§ **DIRECTIONS**
All lines holding the word "DelegateUri" are to be copied from the records beneath.

── DATA SUPPLIED ──

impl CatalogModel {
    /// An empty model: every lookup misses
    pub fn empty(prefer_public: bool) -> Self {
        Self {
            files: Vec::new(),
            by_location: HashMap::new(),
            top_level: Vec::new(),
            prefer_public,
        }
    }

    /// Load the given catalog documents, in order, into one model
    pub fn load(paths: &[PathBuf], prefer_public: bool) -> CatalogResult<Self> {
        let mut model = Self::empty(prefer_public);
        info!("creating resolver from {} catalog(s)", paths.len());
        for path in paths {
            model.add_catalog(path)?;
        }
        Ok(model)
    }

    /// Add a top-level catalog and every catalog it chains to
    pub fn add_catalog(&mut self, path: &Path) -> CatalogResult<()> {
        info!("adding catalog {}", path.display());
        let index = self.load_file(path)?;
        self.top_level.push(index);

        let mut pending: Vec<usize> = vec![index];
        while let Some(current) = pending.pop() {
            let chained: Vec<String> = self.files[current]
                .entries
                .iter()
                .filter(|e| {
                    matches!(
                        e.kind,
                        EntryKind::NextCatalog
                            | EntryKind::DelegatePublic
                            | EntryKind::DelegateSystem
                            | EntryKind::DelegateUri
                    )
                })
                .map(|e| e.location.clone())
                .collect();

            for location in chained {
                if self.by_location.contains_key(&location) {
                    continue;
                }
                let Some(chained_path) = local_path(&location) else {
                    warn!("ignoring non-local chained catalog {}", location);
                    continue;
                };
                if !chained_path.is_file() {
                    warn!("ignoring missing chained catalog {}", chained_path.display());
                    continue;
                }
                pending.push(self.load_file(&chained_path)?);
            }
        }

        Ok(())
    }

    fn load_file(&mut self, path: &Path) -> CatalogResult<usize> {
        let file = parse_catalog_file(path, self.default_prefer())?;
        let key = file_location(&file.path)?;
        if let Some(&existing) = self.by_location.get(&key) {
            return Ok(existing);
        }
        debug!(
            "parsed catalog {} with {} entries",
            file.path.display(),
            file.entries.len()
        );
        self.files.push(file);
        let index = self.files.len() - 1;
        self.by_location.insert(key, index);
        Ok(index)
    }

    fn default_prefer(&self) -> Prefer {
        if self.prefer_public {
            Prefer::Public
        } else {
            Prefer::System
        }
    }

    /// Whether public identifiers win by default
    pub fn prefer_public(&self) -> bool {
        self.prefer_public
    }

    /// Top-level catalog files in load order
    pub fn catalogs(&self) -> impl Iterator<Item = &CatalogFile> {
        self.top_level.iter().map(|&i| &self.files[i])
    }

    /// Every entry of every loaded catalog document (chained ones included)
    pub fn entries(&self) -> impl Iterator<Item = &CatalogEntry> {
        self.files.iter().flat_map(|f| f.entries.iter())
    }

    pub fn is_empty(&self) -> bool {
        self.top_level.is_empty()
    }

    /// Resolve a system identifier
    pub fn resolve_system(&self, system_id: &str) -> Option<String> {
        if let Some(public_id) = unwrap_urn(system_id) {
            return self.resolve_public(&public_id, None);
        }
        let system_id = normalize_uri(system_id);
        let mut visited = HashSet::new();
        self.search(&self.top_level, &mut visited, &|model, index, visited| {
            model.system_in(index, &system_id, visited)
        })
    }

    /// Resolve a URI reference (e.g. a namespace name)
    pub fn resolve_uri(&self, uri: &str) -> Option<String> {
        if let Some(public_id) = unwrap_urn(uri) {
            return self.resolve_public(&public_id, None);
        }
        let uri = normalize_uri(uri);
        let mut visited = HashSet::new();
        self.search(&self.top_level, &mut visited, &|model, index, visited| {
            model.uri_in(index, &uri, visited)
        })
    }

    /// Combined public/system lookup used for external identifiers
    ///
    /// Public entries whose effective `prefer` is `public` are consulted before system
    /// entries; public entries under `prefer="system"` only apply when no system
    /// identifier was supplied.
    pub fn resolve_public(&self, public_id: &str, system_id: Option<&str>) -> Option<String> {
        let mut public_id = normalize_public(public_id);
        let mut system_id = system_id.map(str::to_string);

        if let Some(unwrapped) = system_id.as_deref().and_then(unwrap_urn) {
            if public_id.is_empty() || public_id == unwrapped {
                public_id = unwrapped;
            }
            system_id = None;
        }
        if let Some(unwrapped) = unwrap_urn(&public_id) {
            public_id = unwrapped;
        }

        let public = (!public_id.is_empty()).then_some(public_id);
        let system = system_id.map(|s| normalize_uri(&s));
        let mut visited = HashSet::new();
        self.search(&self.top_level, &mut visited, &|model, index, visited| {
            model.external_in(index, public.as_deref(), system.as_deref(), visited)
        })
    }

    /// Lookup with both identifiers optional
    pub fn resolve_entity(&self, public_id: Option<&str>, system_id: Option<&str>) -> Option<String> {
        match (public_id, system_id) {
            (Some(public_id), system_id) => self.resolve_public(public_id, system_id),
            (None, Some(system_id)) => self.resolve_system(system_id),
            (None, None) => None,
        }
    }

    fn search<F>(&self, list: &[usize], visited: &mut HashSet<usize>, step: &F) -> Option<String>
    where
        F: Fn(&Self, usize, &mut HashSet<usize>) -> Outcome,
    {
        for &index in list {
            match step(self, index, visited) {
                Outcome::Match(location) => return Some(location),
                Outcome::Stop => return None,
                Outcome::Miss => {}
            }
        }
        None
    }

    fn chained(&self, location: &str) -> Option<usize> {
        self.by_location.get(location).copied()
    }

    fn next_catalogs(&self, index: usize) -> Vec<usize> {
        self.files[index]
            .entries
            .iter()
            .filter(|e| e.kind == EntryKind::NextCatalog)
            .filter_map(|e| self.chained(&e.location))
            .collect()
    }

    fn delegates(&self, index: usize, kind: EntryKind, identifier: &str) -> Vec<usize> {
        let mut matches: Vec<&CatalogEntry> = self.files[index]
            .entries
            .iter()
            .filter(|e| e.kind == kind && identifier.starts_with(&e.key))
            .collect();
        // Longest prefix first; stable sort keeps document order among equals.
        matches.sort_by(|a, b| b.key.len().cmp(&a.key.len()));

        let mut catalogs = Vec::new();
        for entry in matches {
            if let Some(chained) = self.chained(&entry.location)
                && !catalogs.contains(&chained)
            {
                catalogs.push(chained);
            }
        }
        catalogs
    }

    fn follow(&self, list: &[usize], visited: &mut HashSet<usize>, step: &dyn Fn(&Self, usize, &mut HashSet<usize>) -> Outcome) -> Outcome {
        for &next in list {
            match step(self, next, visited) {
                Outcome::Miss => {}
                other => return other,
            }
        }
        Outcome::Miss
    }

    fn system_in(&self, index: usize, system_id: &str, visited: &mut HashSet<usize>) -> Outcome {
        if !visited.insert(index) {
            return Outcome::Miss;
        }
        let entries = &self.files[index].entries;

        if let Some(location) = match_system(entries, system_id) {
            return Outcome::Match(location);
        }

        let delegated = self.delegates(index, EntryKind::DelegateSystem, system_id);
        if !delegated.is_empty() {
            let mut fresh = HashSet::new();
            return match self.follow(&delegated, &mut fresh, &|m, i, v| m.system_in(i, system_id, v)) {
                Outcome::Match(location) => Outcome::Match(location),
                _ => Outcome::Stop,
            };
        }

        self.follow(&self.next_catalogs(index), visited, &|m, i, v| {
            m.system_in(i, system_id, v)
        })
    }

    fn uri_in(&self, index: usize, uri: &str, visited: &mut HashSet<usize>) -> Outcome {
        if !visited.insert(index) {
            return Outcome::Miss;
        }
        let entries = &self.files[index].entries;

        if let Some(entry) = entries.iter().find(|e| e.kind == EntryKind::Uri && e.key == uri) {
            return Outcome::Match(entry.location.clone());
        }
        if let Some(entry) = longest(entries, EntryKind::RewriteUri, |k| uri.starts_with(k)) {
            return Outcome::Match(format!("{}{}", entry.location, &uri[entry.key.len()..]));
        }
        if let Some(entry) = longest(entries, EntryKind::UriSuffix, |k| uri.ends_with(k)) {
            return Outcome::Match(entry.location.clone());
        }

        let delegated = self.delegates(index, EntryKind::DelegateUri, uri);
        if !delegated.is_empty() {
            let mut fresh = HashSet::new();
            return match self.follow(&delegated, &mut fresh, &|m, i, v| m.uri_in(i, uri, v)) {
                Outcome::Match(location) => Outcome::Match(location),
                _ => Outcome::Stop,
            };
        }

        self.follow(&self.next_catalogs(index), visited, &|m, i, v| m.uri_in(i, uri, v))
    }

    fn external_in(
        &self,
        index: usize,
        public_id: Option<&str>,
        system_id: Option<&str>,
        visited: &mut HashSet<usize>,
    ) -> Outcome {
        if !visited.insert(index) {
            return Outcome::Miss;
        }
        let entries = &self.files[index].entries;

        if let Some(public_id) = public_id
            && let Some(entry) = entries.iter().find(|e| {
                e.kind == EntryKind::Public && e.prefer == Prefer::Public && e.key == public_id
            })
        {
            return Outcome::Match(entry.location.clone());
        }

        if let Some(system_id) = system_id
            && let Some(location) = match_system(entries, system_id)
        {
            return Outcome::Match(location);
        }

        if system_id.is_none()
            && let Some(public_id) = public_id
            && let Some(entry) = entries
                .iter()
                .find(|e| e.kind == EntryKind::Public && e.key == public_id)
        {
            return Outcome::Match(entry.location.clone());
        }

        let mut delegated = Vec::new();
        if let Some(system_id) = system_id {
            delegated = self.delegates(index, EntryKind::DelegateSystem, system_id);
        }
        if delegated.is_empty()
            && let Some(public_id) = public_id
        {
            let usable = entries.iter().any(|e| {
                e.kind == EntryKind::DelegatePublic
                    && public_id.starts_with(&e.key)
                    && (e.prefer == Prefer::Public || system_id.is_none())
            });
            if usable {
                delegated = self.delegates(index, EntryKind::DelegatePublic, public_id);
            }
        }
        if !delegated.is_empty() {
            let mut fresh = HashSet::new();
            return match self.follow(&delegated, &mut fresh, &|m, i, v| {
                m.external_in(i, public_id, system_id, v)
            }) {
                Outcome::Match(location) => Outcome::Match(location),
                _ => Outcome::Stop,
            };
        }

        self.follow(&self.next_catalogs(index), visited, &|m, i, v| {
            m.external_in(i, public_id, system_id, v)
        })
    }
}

───

§ **EXPECTED OUTPUT**
                            | EntryKind::DelegateUri
        let delegated = self.delegates(index, EntryKind::DelegateUri, uri);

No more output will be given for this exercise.